* [GIVEN DATA]:
-----

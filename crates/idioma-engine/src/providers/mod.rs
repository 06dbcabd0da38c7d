mod dryrun;
mod gemini;

use std::collections::BTreeMap;
use std::time::Duration;

use anyhow::Result;
use idioma_contracts::request::ImagePayload;
use serde_json::{Map, Value};

use crate::config::EngineConfig;

pub use dryrun::DryrunProvider;
pub use gemini::GeminiProvider;

/// Ordered text fragments of one model response.
pub type FragmentStream = Box<dyn Iterator<Item = Result<String>> + Send>;

#[derive(Debug, Clone, PartialEq)]
pub struct TransportOptions {
    pub request_timeout: Duration,
    pub retries: usize,
    pub retry_backoff_s: f64,
}

impl TransportOptions {
    pub fn from_config(config: &EngineConfig) -> Self {
        Self {
            request_timeout: config.request_timeout(),
            retries: config.transport_retries,
            retry_backoff_s: config.retry_backoff_s,
        }
    }
}

impl Default for TransportOptions {
    fn default() -> Self {
        Self::from_config(&EngineConfig::default())
    }
}

#[derive(Debug, Clone)]
pub struct ProviderStreamRequest {
    pub model: String,
    pub system_instruction: String,
    pub user_prompt: String,
    pub images: Vec<ImagePayload>,
    pub response_schema: Value,
    pub enable_search: bool,
    pub transport: TransportOptions,
    pub metadata: Map<String, Value>,
}

pub trait StreamProvider: Send + Sync {
    fn name(&self) -> &str;
    fn stream(&self, request: &ProviderStreamRequest) -> Result<FragmentStream>;
}

#[derive(Default)]
pub struct ProviderRegistry {
    providers: BTreeMap<String, Box<dyn StreamProvider>>,
}

impl ProviderRegistry {
    pub fn new() -> Self {
        Self::default()
    }

    /// Registry with every built-in provider configured from `config`.
    pub fn with_defaults(config: &EngineConfig) -> Result<Self> {
        let mut registry = Self::new();
        registry.register(GeminiProvider::new(config)?);
        registry.register(
            DryrunProvider::new().with_fragment_delay(config.dryrun_fragment_delay()),
        );
        Ok(registry)
    }

    pub fn register<P: StreamProvider + 'static>(&mut self, provider: P) {
        self.providers
            .insert(provider.name().to_string(), Box::new(provider));
    }

    pub fn get(&self, name: &str) -> Option<&dyn StreamProvider> {
        self.providers.get(name).map(|provider| provider.as_ref())
    }

    pub fn names(&self) -> Vec<String> {
        self.providers.keys().cloned().collect()
    }
}

pub(crate) fn truncate_text(value: &str, max_chars: usize) -> String {
    if value.chars().count() <= max_chars {
        return value.to_string();
    }
    value.chars().take(max_chars).collect::<String>() + "…"
}
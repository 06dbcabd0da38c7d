use std::fs::OpenOptions;
use std::io::Write;
use std::path::{Path, PathBuf};
use std::sync::atomic::{AtomicU64, Ordering};
use std::sync::{Arc, Mutex};

use chrono::{SecondsFormat, Utc};
use serde_json::{Map, Value};

pub type EventPayload = Map<String, Value>;

/// Append-only JSONL log of session events.
///
/// - default fields are `type`, `session_id`, `seq`, `ts`
/// - caller payload is merged last and can override defaults
/// - one compact JSON object per line
#[derive(Debug, Clone)]
pub struct EventWriter {
    inner: Arc<EventWriterInner>,
}

#[derive(Debug)]
struct EventWriterInner {
    path: PathBuf,
    session_id: String,
    seq: AtomicU64,
    lock: Mutex<()>,
}

impl EventWriter {
    pub fn new(path: impl Into<PathBuf>, session_id: impl Into<String>) -> Self {
        Self {
            inner: Arc::new(EventWriterInner {
                path: path.into(),
                session_id: session_id.into(),
                seq: AtomicU64::new(0),
                lock: Mutex::new(()),
            }),
        }
    }

    pub fn path(&self) -> &Path {
        &self.inner.path
    }

    pub fn session_id(&self) -> &str {
        &self.inner.session_id
    }

    pub fn emit(&self, event_type: &str, payload: EventPayload) -> anyhow::Result<Value> {
        // seq is taken under the lock so line order matches seq order
        let _guard = self
            .inner
            .lock
            .lock()
            .map_err(|_| anyhow::anyhow!("event writer lock poisoned"))?;

        let mut event = Map::new();
        event.insert("type".to_string(), Value::String(event_type.to_string()));
        event.insert(
            "session_id".to_string(),
            Value::String(self.inner.session_id.clone()),
        );
        event.insert(
            "seq".to_string(),
            Value::Number(self.inner.seq.fetch_add(1, Ordering::SeqCst).into()),
        );
        event.insert("ts".to_string(), Value::String(now_utc_iso()));
        for (key, value) in payload {
            event.insert(key, value);
        }

        if let Some(parent) = self.inner.path.parent() {
            if !parent.as_os_str().is_empty() {
                std::fs::create_dir_all(parent)?;
            }
        }

        let line = serde_json::to_string(&event)?;
        let mut file = OpenOptions::new()
            .create(true)
            .append(true)
            .open(&self.inner.path)?;
        file.write_all(line.as_bytes())?;
        file.write_all(b"\n")?;

        Ok(Value::Object(event))
    }
}

fn now_utc_iso() -> String {
    Utc::now().to_rfc3339_opts(SecondsFormat::Micros, false)
}

#[cfg(test)]
mod tests {
    use std::fs;

    use chrono::DateTime;

    use super::*;

    #[test]
    fn emit_writes_compact_jsonl_line() -> anyhow::Result<()> {
        let temp = tempfile::tempdir()?;
        let path = temp.path().join("events.jsonl");
        let writer = EventWriter::new(&path, "session-123");

        let mut payload = EventPayload::new();
        payload.insert("model".to_string(), Value::String("dryrun-text-1".to_string()));
        let emitted = writer.emit("request_submitted", payload)?;

        let content = fs::read_to_string(&path)?;
        let line = content.lines().next().unwrap_or("");
        let parsed: Value = serde_json::from_str(line)?;

        assert_eq!(parsed, emitted);
        assert_eq!(parsed["type"], Value::String("request_submitted".to_string()));
        assert_eq!(parsed["session_id"], Value::String("session-123".to_string()));
        assert_eq!(parsed["model"], Value::String("dryrun-text-1".to_string()));
        assert_eq!(parsed["seq"], Value::from(0));

        let ts = parsed["ts"].as_str().unwrap_or("");
        DateTime::parse_from_rfc3339(ts)?;
        Ok(())
    }

    #[test]
    fn payload_can_override_default_keys() -> anyhow::Result<()> {
        let temp = tempfile::tempdir()?;
        let path = temp.path().join("events.jsonl");
        let writer = EventWriter::new(&path, "session-123");

        let mut payload = EventPayload::new();
        payload.insert("type".to_string(), Value::String("override".to_string()));
        let emitted = writer.emit("session_started", payload)?;

        assert_eq!(emitted["type"], Value::String("override".to_string()));
        assert_eq!(emitted["session_id"], Value::String("session-123".to_string()));
        Ok(())
    }

    #[test]
    fn emit_appends_lines_in_sequence() -> anyhow::Result<()> {
        let temp = tempfile::tempdir()?;
        let path = temp.path().join("nested").join("events.jsonl");
        let writer = EventWriter::new(&path, "session-123");

        writer.emit("one", EventPayload::new())?;
        writer.clone().emit("two", EventPayload::new())?;

        let content = fs::read_to_string(&path)?;
        let lines: Vec<&str> = content.lines().collect();
        assert_eq!(lines.len(), 2);

        let first: Value = serde_json::from_str(lines[0])?;
        let second: Value = serde_json::from_str(lines[1])?;
        assert_eq!(first["type"], Value::String("one".to_string()));
        assert_eq!(second["type"], Value::String("two".to_string()));
        assert_eq!(second["seq"], Value::from(1));
        Ok(())
    }
}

-----

* [THE PROBLEM]:
Within the data, count the lines that hold the word "EngineConfig". Answer with the figure and nothing more.

* [YOUR RESPONSE]:
4